## Task
Your output should be the lines from the start of the data through the line containing "pub mod hasher;", exactly and nothing more.
++++++++++++++++++++
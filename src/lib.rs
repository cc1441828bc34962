//! # corpusync
//!
//! Core library for synchronizing a local folder of documents into a
//! remote document corpus.
//!
//! A sync run scans the folder, diffs the result against a durable
//! tracking record, and reconciles the differences by issuing
//! add/replace/delete operations through a narrow [`remote::RemoteCorpus`]
//! client, persisting the updated record atomically at the end.

#![warn(missing_docs)]
#![warn(clippy::all)]

pub mod error;

/// Streaming content fingerprinting
pub mod hasher;

/// Remote corpus client interface and the bridge-backed implementation
pub mod remote;

/// Local folder scanning
pub mod scanner;

/// Durable sync state and its on-disk store
pub mod state;

/// The scan → plan → apply sync engine
pub mod sync;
++++++++++++++++++++
## Task result
filename src/lib.rs
repository cc1441828bc34962
//! # corpusync
//!
//! Core library for synchronizing a local folder of documents into a
//! remote document corpus.
//!
//! A sync run scans the folder, diffs the result against a durable
//! tracking record, and reconciles the differences by issuing
//! add/replace/delete operations through a narrow [`remote::RemoteCorpus`]
//! client, persisting the updated record atomically at the end.

#![warn(missing_docs)]
#![warn(clippy::all)]

pub mod error;

/// Streaming content fingerprinting
pub mod hasher;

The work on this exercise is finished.